Avoid Turning Your Aftermarket Into An Afterthought

Avoid Turning Your Aftermarket Into An Afterthought

Leading OEMs use their aftermarkets to drive 40%-60% of total revenue and 50%-90% of gross margin.

Leading OEMs understand the strategic importance of their aftermarket business to their company's overall financial health. The best of these companies drive 40%-60% of their total revenues and 50%-90% of their gross margin from their aftermarket business. In addition to these returns, their aftermarket business brings other benefits such as stability of earnings and cash flow. They also leverage the company's assets and internal capabilities such as R&D.

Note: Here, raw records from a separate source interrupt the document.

pub mod repository;
pub mod service;
pub mod types;

pub use repository::{PlayerRepository, SqlitePlayerRepository};
pub use service::{PlayerService, PlayerServiceImpl};
pub use types::{NewPlayer, Player, PlayerResponse, PlayerSummary, UpdatePlayer};
#[async_trait]
impl HardDeletable for SqliteAssessmentRepository {
    fn entity_name(&self) -> &'static str {
        "assessments"
    }

    async fn hard_delete_with_tx(
        &self,
        id: Uuid,
        _auth: &AuthContext,
        tx: &mut Transaction<'_, Sqlite>,
    ) -> DomainResult<()> {
        let id_str = id.to_string();

        // Follow-ups outlive the assessment they were seeded from; detach
        // them before the row disappears.
        query("UPDATE assessments SET parent_assessment_id = NULL WHERE parent_assessment_id = ?")
            .bind(&id_str)
            .execute(&mut **tx)
            .await
            .map_err(DbError::from)?;

        let result = query("DELETE FROM assessments WHERE id = ?")
            .bind(&id_str)
            .execute(&mut **tx)
            .await
            .map_err(DbError::from)?;

        if result.rows_affected() == 0 {
            Err(DomainError::EntityNotFound("Assessment".to_string(), id))
        } else {
            Ok(())
        }
    }

    async fn hard_delete(&self, id: Uuid, auth: &AuthContext) -> DomainResult<()> {
        let mut tx = self.pool.begin().await.map_err(DbError::from)?;
        match self.hard_delete_with_tx(id, auth, &mut tx).await {
            Ok(()) => {
                tx.commit().await.map_err(DbError::from)?;
                Ok(())
            }
            Err(e) => {
                let _ = tx.rollback().await;
                Err(e)
            }
        }
    }
}

/// Row for the lightweight summary listing
#[derive(Debug, sqlx::FromRow)]
struct AssessmentSummaryRow {
    id: String,
    player_id: String,
    assessment_date: String,
    assessment_type: Option<String>,
    player_role: Option<String>,
    overall_rating: Option<String>,
    status: String,
    parent_assessment_id: Option<String>,
    created_at: String,
}

impl AssessmentSummaryRow {
    fn into_summary(self) -> DomainResult<AssessmentSummary> {
        let parse_uuid = |s: &str, field: &str| {
            Uuid::parse_str(s).map_err(|_| {
                DomainError::Validation(ValidationError::format(
                    field,
                    &format!("Invalid UUID format: {}", s),
                ))
            })
        };
        Ok(AssessmentSummary {
            id: parse_uuid(&self.id, "id")?,
            player_id: parse_uuid(&self.player_id, "player_id")?,
            assessment_date: self.assessment_date,
            assessment_type: self.assessment_type,
            player_role: self.player_role,
            overall_rating: self.overall_rating,
            status: self.status,
            parent_assessment_id: match &self.parent_assessment_id {
                Some(s) => Some(parse_uuid(s, "parent_assessment_id")?),
                None => None,
            },
            created_at: self.created_at,
        })
    }
}
mod has_permission;

pub use has_permission::{Permission, UserRole};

How do these leading companies do it? Many of them organize or manage their aftermarkets as focused stand-alone businesses with their own P&L and single-point accountability. They view their aftermarkets as a primary source of growth and invest in them accordingly.

While most OEMs have yet to position their aftermarkets as strategic drivers of growth, there are small steps that companies can take, short of a total business restage, that can quickly produce significant returns. In approaching their aftermarkets, OEM leaders should be asking themselves:

  • How is my aftermarket doing in relation to competitors' aftermarket business?
  • What can we learn from world-class aftermarket players?
  • What quick-hits can we launch in the next four to six months to prove the concept?
  • What could our firm's overall growth and profit picture look like if we restaged our aftermarket to aggressively pursue untapped opportunities?
  • What organizational changes will be required to ensure that our aftermarket stays focused on growth?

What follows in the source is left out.